= What to work on =
Your job is to return every line in the data holding the string "commit".

BEGIN Records shown

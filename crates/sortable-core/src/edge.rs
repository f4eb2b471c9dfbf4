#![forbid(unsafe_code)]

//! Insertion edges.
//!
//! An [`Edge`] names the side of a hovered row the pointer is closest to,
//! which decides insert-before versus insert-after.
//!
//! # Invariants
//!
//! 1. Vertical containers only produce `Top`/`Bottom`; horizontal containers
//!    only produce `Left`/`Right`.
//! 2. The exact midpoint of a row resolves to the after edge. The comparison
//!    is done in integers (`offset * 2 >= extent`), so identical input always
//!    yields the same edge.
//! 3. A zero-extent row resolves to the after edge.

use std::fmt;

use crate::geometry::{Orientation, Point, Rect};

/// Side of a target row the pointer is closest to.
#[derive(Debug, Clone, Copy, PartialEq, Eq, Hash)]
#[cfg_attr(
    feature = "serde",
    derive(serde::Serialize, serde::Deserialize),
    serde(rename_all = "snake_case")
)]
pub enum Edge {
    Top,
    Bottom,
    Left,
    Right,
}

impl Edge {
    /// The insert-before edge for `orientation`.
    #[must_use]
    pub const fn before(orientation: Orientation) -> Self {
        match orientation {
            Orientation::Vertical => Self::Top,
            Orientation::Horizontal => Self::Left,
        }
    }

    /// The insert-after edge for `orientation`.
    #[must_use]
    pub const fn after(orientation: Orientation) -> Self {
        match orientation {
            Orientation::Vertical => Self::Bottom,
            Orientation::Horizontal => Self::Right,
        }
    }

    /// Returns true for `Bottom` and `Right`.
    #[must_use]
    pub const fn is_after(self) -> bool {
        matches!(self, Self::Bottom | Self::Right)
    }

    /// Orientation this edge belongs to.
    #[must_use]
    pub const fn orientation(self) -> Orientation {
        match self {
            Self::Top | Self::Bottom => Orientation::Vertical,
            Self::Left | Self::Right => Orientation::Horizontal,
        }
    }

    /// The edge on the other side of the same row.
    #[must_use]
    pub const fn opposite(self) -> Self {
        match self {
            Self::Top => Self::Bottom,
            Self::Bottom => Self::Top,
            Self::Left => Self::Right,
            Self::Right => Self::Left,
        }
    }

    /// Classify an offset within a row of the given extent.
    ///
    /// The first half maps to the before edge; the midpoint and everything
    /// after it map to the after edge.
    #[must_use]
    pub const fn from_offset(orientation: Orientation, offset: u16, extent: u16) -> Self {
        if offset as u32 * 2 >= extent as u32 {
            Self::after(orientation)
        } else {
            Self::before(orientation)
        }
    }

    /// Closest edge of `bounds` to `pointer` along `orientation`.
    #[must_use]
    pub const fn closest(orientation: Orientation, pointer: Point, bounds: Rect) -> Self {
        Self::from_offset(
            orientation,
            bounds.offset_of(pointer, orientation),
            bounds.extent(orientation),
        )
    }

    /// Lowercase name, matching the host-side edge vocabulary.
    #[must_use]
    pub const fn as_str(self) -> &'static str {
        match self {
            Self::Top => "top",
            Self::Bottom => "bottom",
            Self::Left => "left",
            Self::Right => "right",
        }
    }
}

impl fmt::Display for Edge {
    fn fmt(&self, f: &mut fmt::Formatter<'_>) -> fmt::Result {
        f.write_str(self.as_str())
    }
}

END Records shown
BEGIN Records shown

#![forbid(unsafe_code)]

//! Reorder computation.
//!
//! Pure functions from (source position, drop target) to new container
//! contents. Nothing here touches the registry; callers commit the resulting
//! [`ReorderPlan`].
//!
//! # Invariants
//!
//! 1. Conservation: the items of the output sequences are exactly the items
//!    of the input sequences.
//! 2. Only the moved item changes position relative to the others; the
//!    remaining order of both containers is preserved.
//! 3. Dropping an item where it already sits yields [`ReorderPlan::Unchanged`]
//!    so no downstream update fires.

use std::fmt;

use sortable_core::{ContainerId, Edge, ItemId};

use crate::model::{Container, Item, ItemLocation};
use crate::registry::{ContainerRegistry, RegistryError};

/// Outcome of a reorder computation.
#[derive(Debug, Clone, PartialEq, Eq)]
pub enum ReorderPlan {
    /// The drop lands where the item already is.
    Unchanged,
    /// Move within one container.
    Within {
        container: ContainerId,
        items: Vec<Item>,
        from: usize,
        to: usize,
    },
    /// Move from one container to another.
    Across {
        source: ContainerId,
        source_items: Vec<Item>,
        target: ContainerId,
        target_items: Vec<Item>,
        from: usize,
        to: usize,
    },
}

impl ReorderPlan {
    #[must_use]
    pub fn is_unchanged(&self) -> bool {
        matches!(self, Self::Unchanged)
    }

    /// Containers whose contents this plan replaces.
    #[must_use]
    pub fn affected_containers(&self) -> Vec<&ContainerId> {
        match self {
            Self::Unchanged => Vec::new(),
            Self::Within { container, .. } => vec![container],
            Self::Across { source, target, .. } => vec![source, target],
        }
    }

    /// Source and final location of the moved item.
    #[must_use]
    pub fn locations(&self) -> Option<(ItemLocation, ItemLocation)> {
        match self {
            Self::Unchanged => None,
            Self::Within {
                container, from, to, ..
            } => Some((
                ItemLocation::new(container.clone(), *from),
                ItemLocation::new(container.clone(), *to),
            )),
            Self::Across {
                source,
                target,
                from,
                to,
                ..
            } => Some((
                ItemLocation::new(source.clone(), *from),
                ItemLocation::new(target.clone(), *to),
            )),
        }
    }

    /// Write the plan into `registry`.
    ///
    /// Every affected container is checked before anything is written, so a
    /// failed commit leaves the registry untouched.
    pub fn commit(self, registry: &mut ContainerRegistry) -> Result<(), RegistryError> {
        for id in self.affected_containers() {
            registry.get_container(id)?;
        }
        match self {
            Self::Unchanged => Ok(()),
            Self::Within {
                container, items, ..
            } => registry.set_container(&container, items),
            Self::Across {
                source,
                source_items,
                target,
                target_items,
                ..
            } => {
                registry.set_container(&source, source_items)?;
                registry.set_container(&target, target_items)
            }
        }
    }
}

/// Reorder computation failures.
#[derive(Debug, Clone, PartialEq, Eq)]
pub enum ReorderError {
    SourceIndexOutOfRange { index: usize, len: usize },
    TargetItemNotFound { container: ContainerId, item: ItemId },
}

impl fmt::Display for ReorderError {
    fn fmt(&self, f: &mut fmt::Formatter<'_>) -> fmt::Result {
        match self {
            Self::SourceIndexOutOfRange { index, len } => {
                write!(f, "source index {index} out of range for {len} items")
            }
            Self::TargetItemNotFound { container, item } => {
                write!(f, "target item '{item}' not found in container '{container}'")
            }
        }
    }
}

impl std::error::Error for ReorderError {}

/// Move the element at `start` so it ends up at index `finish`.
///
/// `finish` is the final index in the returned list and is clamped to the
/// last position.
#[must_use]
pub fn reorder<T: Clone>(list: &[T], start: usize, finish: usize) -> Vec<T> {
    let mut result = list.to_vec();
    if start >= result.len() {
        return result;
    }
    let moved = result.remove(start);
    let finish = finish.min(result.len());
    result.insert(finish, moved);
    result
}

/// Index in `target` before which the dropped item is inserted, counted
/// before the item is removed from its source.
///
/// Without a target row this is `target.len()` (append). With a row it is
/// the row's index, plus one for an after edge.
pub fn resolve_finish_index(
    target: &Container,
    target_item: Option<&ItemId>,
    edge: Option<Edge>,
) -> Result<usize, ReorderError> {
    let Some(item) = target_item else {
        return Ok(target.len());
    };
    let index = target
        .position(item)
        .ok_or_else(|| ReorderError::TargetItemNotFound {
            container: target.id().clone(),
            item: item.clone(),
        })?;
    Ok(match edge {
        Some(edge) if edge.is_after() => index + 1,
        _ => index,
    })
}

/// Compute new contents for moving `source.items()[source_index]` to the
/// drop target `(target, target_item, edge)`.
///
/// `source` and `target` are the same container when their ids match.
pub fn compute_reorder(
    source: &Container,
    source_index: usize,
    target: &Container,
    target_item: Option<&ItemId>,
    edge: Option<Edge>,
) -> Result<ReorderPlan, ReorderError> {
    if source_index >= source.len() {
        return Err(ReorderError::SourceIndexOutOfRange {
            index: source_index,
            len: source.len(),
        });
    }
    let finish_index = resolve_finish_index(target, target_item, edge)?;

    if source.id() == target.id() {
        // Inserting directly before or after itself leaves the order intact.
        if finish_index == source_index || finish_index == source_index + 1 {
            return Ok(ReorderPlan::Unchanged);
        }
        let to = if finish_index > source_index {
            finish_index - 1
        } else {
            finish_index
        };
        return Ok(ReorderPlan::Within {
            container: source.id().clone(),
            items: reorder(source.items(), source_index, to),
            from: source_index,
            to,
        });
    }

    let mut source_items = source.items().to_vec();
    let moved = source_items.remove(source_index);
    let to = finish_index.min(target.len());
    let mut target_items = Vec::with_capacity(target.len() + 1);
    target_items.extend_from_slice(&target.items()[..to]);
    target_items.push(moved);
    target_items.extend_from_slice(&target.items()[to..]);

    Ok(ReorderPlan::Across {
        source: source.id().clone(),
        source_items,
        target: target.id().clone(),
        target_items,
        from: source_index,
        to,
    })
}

END Records shown

= Exercise answer =
//! contents. Nothing here touches the registry; callers commit the resulting
    /// failed commit leaves the registry untouched.
    pub fn commit(self, registry: &mut ContainerRegistry) -> Result<(), RegistryError> {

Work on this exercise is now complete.